• Journal Article

Development of prejunctional alpha 2 adrenergic receptor mediated feedback control of the pressor response to sympathetic nerve stimulation in hypertensive and normotensive rats

Citation

Mills, E., Navarro, H., Slotkin, T. A., & Bruckert, J. W. (1988). Development of prejunctional alpha 2 adrenergic receptor mediated feedback control of the pressor response to sympathetic nerve stimulation in hypertensive and normotensive rats. Journal of Developmental Physiology, 10(6), 567-576.

Abstract

Development of prejunctional alpha 2 adrenergic receptor inhibition of pressor responses to sympathetic nerve stimulation in the spontaneously hypertensive Wistar-Kyoto rat was compared with genetically similar (Wistar-Kyoto) and different (Sprague-Dawley) normotensive rats. The sympathetic outflow was stimulated at frequencies of 1 to 20 Hz in pithed rats at 10,14,20 and 60 days of age. The antagonist, rauwolscine was given to block alpha 2 mediated feedback inhibition of noradrenaline release and the incidence of enhanced pressor responses determined.
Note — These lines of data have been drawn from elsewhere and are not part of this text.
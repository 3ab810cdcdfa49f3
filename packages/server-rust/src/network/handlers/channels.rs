//! Channel management and message processing endpoints.
//!
//! All routes live under `/api/v1/channels`. Domain failures are rendered by
//! [`ApiError`] as `{ "error": <kind>, "message": <text>, "details"?: {...} }`;
//! unreadable bodies get the same shape through [`JsonBody`].

use axum::extract::rejection::JsonRejection;
use axum::extract::{FromRequest, Path, Request, State};
use axum::http::StatusCode;
use axum::response::{IntoResponse, Response};
use axum::routing::{get, post};
use axum::{Json, Router};
use conduit_core::{Channel, ChannelError, ProcessingResult};
use serde_json::{json, Value};

use super::AppState;

/// HTTP rendering of a [`ChannelError`].
#[derive(Debug)]
pub struct ApiError(pub ChannelError);

impl From<ChannelError> for ApiError {
    fn from(err: ChannelError) -> Self {
        Self(err)
    }
}

/// Maps a domain error onto its HTTP status.
#[must_use]
pub fn status_for(err: &ChannelError) -> StatusCode {
    match err {
        ChannelError::NotFound { .. } => StatusCode::NOT_FOUND,
        ChannelError::AlreadyExists { .. } => StatusCode::CONFLICT,
        ChannelError::InvalidData { .. }
        | ChannelError::Validation { .. }
        | ChannelError::Configuration(_)
        | ChannelError::Disabled { .. } => StatusCode::BAD_REQUEST,
        ChannelError::Store(_) => StatusCode::INTERNAL_SERVER_ERROR,
    }
}

impl IntoResponse for ApiError {
    fn into_response(self) -> Response {
        let status = status_for(&self.0);
        if status.is_server_error() {
            tracing::error!(error = %self.0, "channel request failed");
        }

        let mut body = json!({
            "error": self.0.kind(),
            "message": self.0.to_string(),
        });
        match &self.0 {
            ChannelError::Validation { field, .. } => {
                body["details"] = json!({ "field": field });
            }
            ChannelError::Configuration(err) => {
                body["details"] = json!({ "path": err.path() });
            }
            _ => {}
        }

        (status, Json(body)).into_response()
    }
}

/// JSON request body whose rejections render like every other API error.
#[derive(Debug)]
pub struct JsonBody(pub Value);

impl<S: Send + Sync> FromRequest<S> for JsonBody {
    type Rejection = Response;

    async fn from_request(req: Request, state: &S) -> Result<Self, Self::Rejection> {
        match Json::<Value>::from_request(req, state).await {
            Ok(Json(value)) => Ok(Self(value)),
            Err(rejection) => Err(body_rejection(&rejection)),
        }
    }
}

fn body_rejection(rejection: &JsonRejection) -> Response {
    let status = rejection.status();
    let error = if status == StatusCode::PAYLOAD_TOO_LARGE {
        "payload_too_large"
    } else {
        "invalid_data"
    };
    let body = json!({ "error": error, "message": rejection.body_text() });
    (status, Json(body)).into_response()
}

/// Routes for channel CRUD, enable/disable, and processing.
pub fn channel_routes() -> Router<AppState> {
    Router::new()
        .route("/", post(create_channel).get(list_channels))
        .route(
            "/{id}",
            get(get_channel).put(update_channel).delete(delete_channel),
        )
        .route("/{id}/enable", post(enable_channel))
        .route("/{id}/disable", post(disable_channel))
        .route("/{id}/process", post(process_message))
}

async fn create_channel(
    State(state): State<AppState>,
    JsonBody(payload): JsonBody,
) -> Result<(StatusCode, Json<Channel>), ApiError> {
    let channel = state.channels.create(&payload).await?;
    Ok((StatusCode::CREATED, Json(channel)))
}

async fn list_channels(State(state): State<AppState>) -> Result<Json<Value>, ApiError> {
    let channels = state.channels.list().await?;
    let total = channels.len();
    Ok(Json(json!({ "channels": channels, "total": total })))
}

async fn get_channel(
    State(state): State<AppState>,
    Path(id): Path<String>,
) -> Result<Json<Channel>, ApiError> {
    Ok(Json(state.channels.get(&id).await?))
}

async fn update_channel(
    State(state): State<AppState>,
    Path(id): Path<String>,
    JsonBody(patch): JsonBody,
) -> Result<Json<Channel>, ApiError> {
    Ok(Json(state.channels.update(&id, &patch).await?))
}

async fn delete_channel(
    State(state): State<AppState>,
    Path(id): Path<String>,
) -> Result<StatusCode, ApiError> {
    state.channels.delete(&id).await?;
    Ok(StatusCode::NO_CONTENT)
}

async fn enable_channel(
    State(state): State<AppState>,
    Path(id): Path<String>,
) -> Result<Json<Channel>, ApiError> {
    Ok(Json(state.channels.enable(&id).await?))
}

async fn disable_channel(
    State(state): State<AppState>,
    Path(id): Path<String>,
) -> Result<Json<Channel>, ApiError> {
    Ok(Json(state.channels.disable(&id).await?))
}

/// Runs one message through the channel. The body is the raw message.
async fn process_message(
    State(state): State<AppState>,
    Path(id): Path<String>,
    JsonBody(message): JsonBody,
) -> Result<Json<ProcessingResult>, ApiError> {
    let _guard = state.shutdown.in_flight_guard();
    Ok(Json(state.channels.process(&id, message).await?))
}
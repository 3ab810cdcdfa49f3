//! Channel management and delivery framework.
//!
//! 1. **Configuration** (`config`): pipeline timeouts, fan-out width, script limits
//! 2. **Management** (`channels`): channel CRUD and the checked process entry point
//! 3. **Deliveries** (`delivery`): the delivery request and its deadline-bounded
//!    tower service

pub mod channels;
pub mod config;
pub mod delivery;

// Re-export key types for convenient access.
pub use channels::ChannelService;
pub use config::ServerConfig;
pub use delivery::{delivery_service, Delivery, DeliveryContext, DeliveryService, DispatchError};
In Sprague-Dawley but not in spontaneously hypertensive or Wistar-Kyoto rats the changes in the incidence of enhanced responses parallel development of indices of sympathetic activity in other studies of the rat. Thus at 10 days of age (when activity is low), the incidence of rauwolscine-enhanced responses was 45%; at 14 days, (coinciding with onset of baroreflex control), incidence fell to 14%; in the 3rd postnatal week (when there is sympathetic hyperactivity), incidence increased to greater than 90%; finally, incidence, like activity declined in adults. In Wistar-Kyoto rats, the incidence of enhanced responses was like the other strains at 10 days but then decreased during development. In spontaneously hypertensive rats, enhanced responses were also less evident during week 3 and greatly diminished in adults. We conclude that in the spontaneously hypertensive and normotensive variants of Wistar-Kyoto strain rats the limit of alpha 2 adrenergic receptor feedback control of noradrenaline release is reached prematurely and is attenuated relative to the level of neuronal activity. In keeping with this hypothesis, the basal rate of noradrenaline utilization (measured in kidney) was higher at 20 days in Wistar-Kyoto than in Sprague-Dawley, but Sprague-Dawley showed greater enhancement of noradrenaline level and utilization after rauwolscine. Thus, the limitation to feedback control may be in development of prejunctional alpha 2 adrenergic receptors and/or their coupling to transmitter synthesis and release. Attenuated prejunctional alpha 2 adrenergic receptor inhibition is not linked obligatorily to development of hypertension in the spontaneously hypertensive Wistar-Kyoto rat.